HELOCs are typically offered with variable interest rates and mortgages can be offered with both fixed or variable interest rates.  Borrowers can obtain both types of home equity loans for terms that range from 1-5 years.

Home Equity Loan Advantages and Disadvantages

Home equity loans provide a familiar solution for homeowners wishing to borrow against their home equity.  

Here are the advantages and disadvantages of home equity loans, specifically for the homeowners who are over the age of 55:


  • Funds can be used for any purpose, including renovations or to age-in-place
  • Lowest interest rates offered
  • Funds are received tax-free and do not affect your government pensions
  • Your home equity will not be reduced over time
  • Can be used on primary residence or any other real estate


  • Monthly payments of principal and interest required
  • Good credit and minimum income required
  • You could lose your home if the loan goes into default

Learn more:

Why You Should Use a Mortgage Broker to Get a Reverse Mortgage

The Guide to Using a Mortgage Broker in Canada

When a Reverse Mortgage is Better than a Home Equity Loan

A reverse mortgage and a home equity loan are both reasonable ways for older homeowners to tap into the equity in their home. 

However, in our experience, there are certain situations where a reverse mortgage is a better option than a home equity loan:

  • You are having monthly cash flow issues
  • You are retired and have a mortgage
  • You don’t want to move into a retirement home
  • You have limited family support
  • You want to give family members an early inheritance
  • Your health care costs are rising
  • You have a private mortgage in retirement

Learn more:

15 Signs It’s Time to Get a Reverse Mortgage

Key Take-Aways

  • Reverse mortgage qualification is based on the homeowner’s age and property value while home equity loan qualification is based on income and ability to repay the loan
  • A reverse mortgage is a lifestyle product designed to improve the cash flow and lifestyle for homeowners over the age of 55 while a home equity loan is a loan product meant for borrowers of any age
  • Home equity loans can be obtained from most banks and credit unions while reverse mortgages can only be obtained from 2 banks in Canada

Wrapping Up

Deciding between a reverse mortgage and a home equity loan can be a big decision - but with the proper guidance, you can be comfortable knowing you are going to make the right decision. 

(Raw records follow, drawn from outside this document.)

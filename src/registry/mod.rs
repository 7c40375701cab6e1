//! Service registry.
//!
//! # Data Flow
//! ```text
//! Options
//!     → RegistryBuilder::configure_authentication()  (membership chain + layout query)
//!     → RegistryBuilder::configure_server()          (listener settings, certificate, implicit TLS hook)
//!     → use_system_io() | use_unix_file_system() | use_in_memory() | use_google_drive()
//!     → BackendBuilder<S>::build()
//!     → ServiceRegistry<S> ──▶ UnftpHost<S> + pre-start hooks
//! ```
//!
//! # Design Decisions
//! - Exactly one backend: choosing it changes the builder's type, so a second
//!   choice does not compile
//! - Pre-start hooks are data, evaluated in order by the lifecycle runner

pub mod backend;

use std::path::PathBuf;
use std::sync::Arc;

use libunftp::storage::StorageBackend;
use thiserror::Error;
use tokio_util::task::TaskTracker;

use crate::auth::{AuthSetupError, FtpAuthenticator, FtpUser};
use crate::config::schema::{BackendKind, Options};
use crate::credentials::CredentialError;
use crate::host::unftp::StorageFactory;
use crate::host::{HostError, HostSettings, ServerHost, UnftpHost};
use crate::layout;
use crate::net::{load_server_config, ConnectionHook, ImplicitTls, TlsError};
use crate::storage::gdrive::DriveClient;
use crate::storage::{GoogleDriveFilesystem, InMemoryFilesystem, LocalFilesystem, MemoryTrees};

pub use backend::BackendSelection;

/// Errors raised while filling the registry.
#[derive(Debug, Error)]
pub enum RegistryError {
    #[error(transparent)]
    Auth(#[from] AuthSetupError),

    #[error(transparent)]
    Tls(#[from] TlsError),

    #[error(transparent)]
    Credential(#[from] CredentialError),

    #[error("HTTP client setup failed: {0}")]
    Http(#[from] reqwest::Error),

    #[error("missing setting: {0}")]
    MissingSetting(&'static str),
}

impl RegistryError {
    /// True for problems the operator fixes in the options.
    pub fn is_configuration(&self) -> bool {
        matches!(
            self,
            RegistryError::Auth(_) | RegistryError::Tls(_) | RegistryError::MissingSetting(_)
        )
    }
}

/// Work done on the host before it starts.
#[derive(Debug, Clone)]
pub enum PreStartHook {
    /// Create a directory the backend serves from.
    EnsureDirectory(PathBuf),
    /// Register a hook run for every new control connection.
    Connection(Arc<dyn ConnectionHook>),
}

impl PreStartHook {
    pub async fn apply<H>(&self, host: &mut H) -> Result<(), HostError>
    where
        H: ServerHost + ?Sized,
    {
        match self {
            PreStartHook::EnsureDirectory(path) => {
                tokio::fs::create_dir_all(path).await.map_err(|source| HostError::Prepare {
                    path: path.clone(),
                    source,
                })?;
                tracing::debug!(path = %path.display(), "Backend directory ready");
                Ok(())
            }
            PreStartHook::Connection(hook) => host.register_connection_hook(hook.clone()),
        }
    }
}

/// Everything needed to construct the host.
pub struct ServiceRegistry<S> {
    pub backend: BackendKind,
    pub storage: StorageFactory<S>,
    pub authenticator: Arc<FtpAuthenticator>,
    pub settings: HostSettings,
    pub pre_start: Vec<PreStartHook>,
    /// Storage work that outlives a transfer and is drained on stop.
    pub background: Option<TaskTracker>,
}

impl<S> ServiceRegistry<S>
where
    S: StorageBackend<FtpUser> + 'static,
{
    pub fn builder() -> RegistryBuilder {
        RegistryBuilder::default()
    }

    /// Consume the registry into a host and its pre-start hooks.
    pub fn into_host(self) -> (UnftpHost<S>, Vec<PreStartHook>) {
        let mut host = UnftpHost::new(self.storage, self.authenticator, self.settings);
        if let Some(tracker) = self.background {
            host = host.with_background_tasks(tracker);
        }
        (host, self.pre_start)
    }
}

/// Registry under construction, before a backend is chosen.
#[derive(Default)]
pub struct RegistryBuilder {
    authenticator: Option<Arc<FtpAuthenticator>>,
    settings: Option<HostSettings>,
    pre_start: Vec<PreStartHook>,
}

impl RegistryBuilder {
    pub fn configure_authentication(mut self, options: &Options) -> Result<Self, RegistryError> {
        let directories = layout::query_for(options.layout);
        let authenticator = FtpAuthenticator::from_options(options, directories)?;
        tracing::debug!(layout = ?options.layout, "Account layout selected");
        self.authenticator = Some(Arc::new(authenticator));
        Ok(self)
    }

    /// Listener settings and the certificate. Implicit TLS adds a connection hook.
    pub fn configure_server(mut self, options: &Options) -> Result<Self, RegistryError> {
        let mut settings = HostSettings::from_options(options);

        if let Some(certificate) = &options.tls.certificate {
            settings.tls = Some(load_server_config(certificate, options.tls.password.as_deref())?);
            tracing::info!(certificate = %certificate.display(), "Certificate loaded");
        }

        if options.server.promiscuous_passive {
            tracing::warn!(
                "libunftp always checks that passive data connections come from the control connection's address; server.promiscuous_passive is ignored"
            );
        }

        if options.tls.implicit {
            if settings.tls.is_none() {
                return Err(RegistryError::MissingSetting("tls.certificate"));
            }
            self.pre_start.push(PreStartHook::Connection(Arc::new(ImplicitTls)));
        }

        self.settings = Some(settings);
        Ok(self)
    }

    pub fn use_system_io(mut self, root: impl Into<PathBuf>) -> BackendBuilder<LocalFilesystem> {
        let storage = LocalFilesystem::system_io(root);
        self.pre_start.insert(0, PreStartHook::EnsureDirectory(storage.root().to_path_buf()));
        self.with_backend::<LocalFilesystem>(BackendKind::SystemIo, Box::new(move || storage.session()))
    }

    pub fn use_unix_file_system(self, root: impl Into<PathBuf>) -> BackendBuilder<LocalFilesystem> {
        let storage = LocalFilesystem::unix(root);
        self.with_backend::<LocalFilesystem>(BackendKind::Unix, Box::new(move || storage.session()))
    }

    pub fn use_in_memory(self, keep_anonymous: bool) -> BackendBuilder<InMemoryFilesystem> {
        let trees = MemoryTrees::new(keep_anonymous);
        self.with_backend::<InMemoryFilesystem>(
            BackendKind::InMemory,
            Box::new(move || InMemoryFilesystem::new(trees.clone())),
        )
    }

    pub fn use_google_drive(
        self,
        kind: BackendKind,
        client: DriveClient,
        root_folder: impl Into<String>,
        background_upload: bool,
    ) -> BackendBuilder<GoogleDriveFilesystem> {
        let storage = GoogleDriveFilesystem::new(client, root_folder, background_upload);
        let uploads = storage.uploads();
        self.with_backend::<GoogleDriveFilesystem>(kind, Box::new(move || storage.session()))
            .with_background_tasks(uploads)
    }

    fn with_backend<S>(self, backend: BackendKind, storage: StorageFactory<S>) -> BackendBuilder<S> {
        BackendBuilder {
            base: self,
            backend,
            storage,
            background: None,
        }
    }
}

/// Registry under construction with its backend chosen.
pub struct BackendBuilder<S> {
    base: RegistryBuilder,
    backend: BackendKind,
    storage: StorageFactory<S>,
    background: Option<TaskTracker>,
}

impl<S> BackendBuilder<S>
where
    S: StorageBackend<FtpUser> + 'static,
{
    fn with_background_tasks(mut self, tracker: TaskTracker) -> Self {
        self.background = Some(tracker);
        self
    }

    pub fn build(self) -> Result<ServiceRegistry<S>, RegistryError> {
        let RegistryBuilder {
            authenticator,
            settings,
            pre_start,
        } = self.base;

        let registry = ServiceRegistry {
            backend: self.backend,
            storage: self.storage,
            authenticator: authenticator.ok_or(RegistryError::MissingSetting("authentication"))?,
            settings: settings.ok_or(RegistryError::MissingSetting("server"))?,
            pre_start,
            background: self.background,
        };

        tracing::info!(
            backend = %registry.backend,
            pre_start_hooks = registry.pre_start.len(),
            "Service registry built"
        );
        Ok(registry)
    }
}
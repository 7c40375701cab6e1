//! Observability subsystem.
//!
//! # Data Flow
//! ```text
//! All subsystems produce:
//!     → tracing events with structured fields
//!
//! Consumers:
//!     → logging.rs (EnvFilter + fmt layer, pretty or JSON)
//! ```
//!
//! # Design Decisions
//! - Structured fields instead of formatted messages
//! - Connection ids flow through relay log lines

pub mod logging;

pub use logging::LoggingError;
//! Backend selection and credential acquisition.

use std::path::{Path, PathBuf};
use std::sync::Arc;

use crate::config::schema::{BackendKind, Options};
use crate::credentials::{ServiceAccountCredential, TokenCache, TokenSource, UserCredential};
use crate::registry::RegistryError;
use crate::storage::gdrive::DriveClient;

const USER_AGENT: &str = concat!("ftpserver/", env!("CARGO_PKG_VERSION"));

/// The one storage backend of a run, resolved from the options.
#[derive(Debug, Clone, PartialEq, Eq)]
pub enum BackendSelection {
    SystemIo {
        root: PathBuf,
    },
    Unix {
        root: PathBuf,
    },
    InMemory {
        keep_anonymous: bool,
    },
    GoogleDriveUser {
        client_secrets: PathBuf,
        user_name: String,
        refresh: bool,
        token_cache: PathBuf,
        root_folder: String,
    },
    GoogleDriveService {
        credential_file: PathBuf,
        background_upload: bool,
        root_folder: String,
    },
}

impl BackendSelection {
    pub fn from_options(options: &Options) -> Result<Self, RegistryError> {
        let drive = &options.google_drive;
        let selection = match options.backend {
            BackendKind::SystemIo => BackendSelection::SystemIo {
                root: options.system_io.resolved_root(),
            },
            BackendKind::Unix => BackendSelection::Unix {
                root: options.unix.root.clone(),
            },
            BackendKind::InMemory => BackendSelection::InMemory {
                keep_anonymous: options.in_memory.keep_anonymous,
            },
            BackendKind::GoogleDriveUser => BackendSelection::GoogleDriveUser {
                client_secrets: drive
                    .user
                    .client_secrets
                    .clone()
                    .ok_or(RegistryError::MissingSetting("google_drive.user.client_secrets"))?,
                user_name: drive
                    .user
                    .user_name
                    .clone()
                    .ok_or(RegistryError::MissingSetting("google_drive.user.user_name"))?,
                refresh: drive.user.refresh,
                token_cache: drive.resolved_token_cache(),
                root_folder: drive.root_folder.clone(),
            },
            BackendKind::GoogleDriveService => BackendSelection::GoogleDriveService {
                credential_file: drive
                    .service
                    .credential_file
                    .clone()
                    .ok_or(RegistryError::MissingSetting("google_drive.service.credential_file"))?,
                background_upload: drive.service.background_upload,
                root_folder: drive.root_folder.clone(),
            },
        };
        Ok(selection)
    }

    pub fn kind(&self) -> BackendKind {
        match self {
            BackendSelection::SystemIo { .. } => BackendKind::SystemIo,
            BackendSelection::Unix { .. } => BackendKind::Unix,
            BackendSelection::InMemory { .. } => BackendKind::InMemory,
            BackendSelection::GoogleDriveUser { .. } => BackendKind::GoogleDriveUser,
            BackendSelection::GoogleDriveService { .. } => BackendKind::GoogleDriveService,
        }
    }
}

fn http_client() -> Result<reqwest::Client, RegistryError> {
    Ok(reqwest::Client::builder().user_agent(USER_AGENT).build()?)
}

/// Authorize `user_name` and build a Drive client on its token.
///
/// Waits for the operator to finish the consent flow when no token is cached.
pub async fn user_drive_client(
    client_secrets: &Path,
    user_name: &str,
    refresh: bool,
    token_cache: &Path,
) -> Result<DriveClient, RegistryError> {
    let http = http_client()?;
    let credential =
        UserCredential::authorize(client_secrets, user_name, TokenCache::new(token_cache), refresh, http.clone())
            .await?;
    let tokens: Arc<dyn TokenSource> = Arc::new(credential);
    tracing::info!(principal = %tokens.principal(), "Google Drive user credential ready");
    Ok(DriveClient::new(http, tokens))
}

/// Load a service account key and build a Drive client on it.
pub fn service_drive_client(credential_file: &Path) -> Result<DriveClient, RegistryError> {
    let http = http_client()?;
    let credential = ServiceAccountCredential::load(credential_file, http.clone())?;
    tracing::info!(principal = %credential.client_email(), "Google Drive service credential loaded");
    Ok(DriveClient::new(http, Arc::new(credential)))
}

#[cfg(test)]
mod tests {
    use super::*;

    #[test]
    fn settings_backend_is_resolved() {
        let mut options = Options::default();
        options.backend = BackendKind::Unix;
        options.unix.root = PathBuf::from("/srv");
        assert_eq!(
            BackendSelection::from_options(&options).unwrap(),
            BackendSelection::Unix { root: PathBuf::from("/srv") }
        );
    }

    #[test]
    fn system_io_defaults_to_temp_directory() {
        let options = Options {
            backend: BackendKind::SystemIo,
            ..Options::default()
        };
        let selection = BackendSelection::from_options(&options).unwrap();
        assert_eq!(
            selection,
            BackendSelection::SystemIo {
                root: std::env::temp_dir().join("TestFtpServer")
            }
        );
        assert_eq!(selection.kind(), BackendKind::SystemIo);
    }

    #[test]
    fn drive_user_without_secrets_is_a_configuration_error() {
        let mut options = Options {
            backend: BackendKind::GoogleDriveUser,
            ..Options::default()
        };
        options.google_drive.user.user_name = Some("alice".into());

        let err = BackendSelection::from_options(&options).unwrap_err();
        assert!(err.is_configuration());
        assert!(err.to_string().contains("client_secrets"));
    }

    #[test]
    fn missing_service_key_file_fails_without_network() {
        let dir = tempfile::tempdir().unwrap();
        let err = service_drive_client(&dir.path().join("absent.json")).unwrap_err();
        assert!(matches!(err, RegistryError::Credential(_)));
    }
}
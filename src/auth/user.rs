//! Session user type handed to libunftp.

use std::fmt::{Display, Formatter};
use std::path::{Path, PathBuf};

use libunftp::auth::UserDetail;

use crate::layout::AccountDirectories;

/// How an account was authenticated.
#[derive(Debug, Clone, PartialEq, Eq)]
pub enum AccountKind {
    Anonymous { email: Option<String> },
    Custom,
    Pam { uid: Option<u32>, gid: Option<u32> },
}

/// Identity produced by a membership provider.
#[derive(Debug, Clone, PartialEq, Eq)]
pub struct Account {
    pub name: String,
    pub kind: AccountKind,
}

impl Account {
    pub fn is_anonymous(&self) -> bool {
        matches!(self.kind, AccountKind::Anonymous { .. })
    }
}

/// An authenticated FTP session user with its resolved directories.
#[derive(Debug, Clone)]
pub struct FtpUser {
    pub account: Account,
    /// Session root relative to the backend root.
    pub root: PathBuf,
    /// Initial directory as an absolute session path (below `root`).
    pub home: Option<PathBuf>,
}

impl FtpUser {
    pub fn new(account: Account, directories: AccountDirectories) -> Self {
        Self {
            account,
            root: directories.root,
            home: directories.home.map(|home| Path::new("/").join(home)),
        }
    }

    pub fn name(&self) -> &str {
        &self.account.name
    }

    pub fn is_anonymous(&self) -> bool {
        self.account.is_anonymous()
    }
}

impl UserDetail for FtpUser {
    fn home(&self) -> Option<&Path> {
        self.home.as_deref()
    }
}

impl Display for FtpUser {
    fn fmt(&self, f: &mut Formatter<'_>) -> std::fmt::Result {
        match &self.account.kind {
            AccountKind::Anonymous { email: Some(email) } => write!(f, "anonymous({})", email),
            AccountKind::Anonymous { email: None } => write!(f, "anonymous"),
            _ => write!(f, "{}", self.account.name),
        }
    }
}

We strongly suggest you focus on your lifestyle needs and speak with a mortgage broker who specializes in reverse mortgages before you make any decision about getting a home equity loan or a reverse mortgage..  

Not only will a reverse mortgage specialist be able to give you accurate information about reverse mortgages, but they will also be able to offer you a home equity loan if that is truly the best option for you.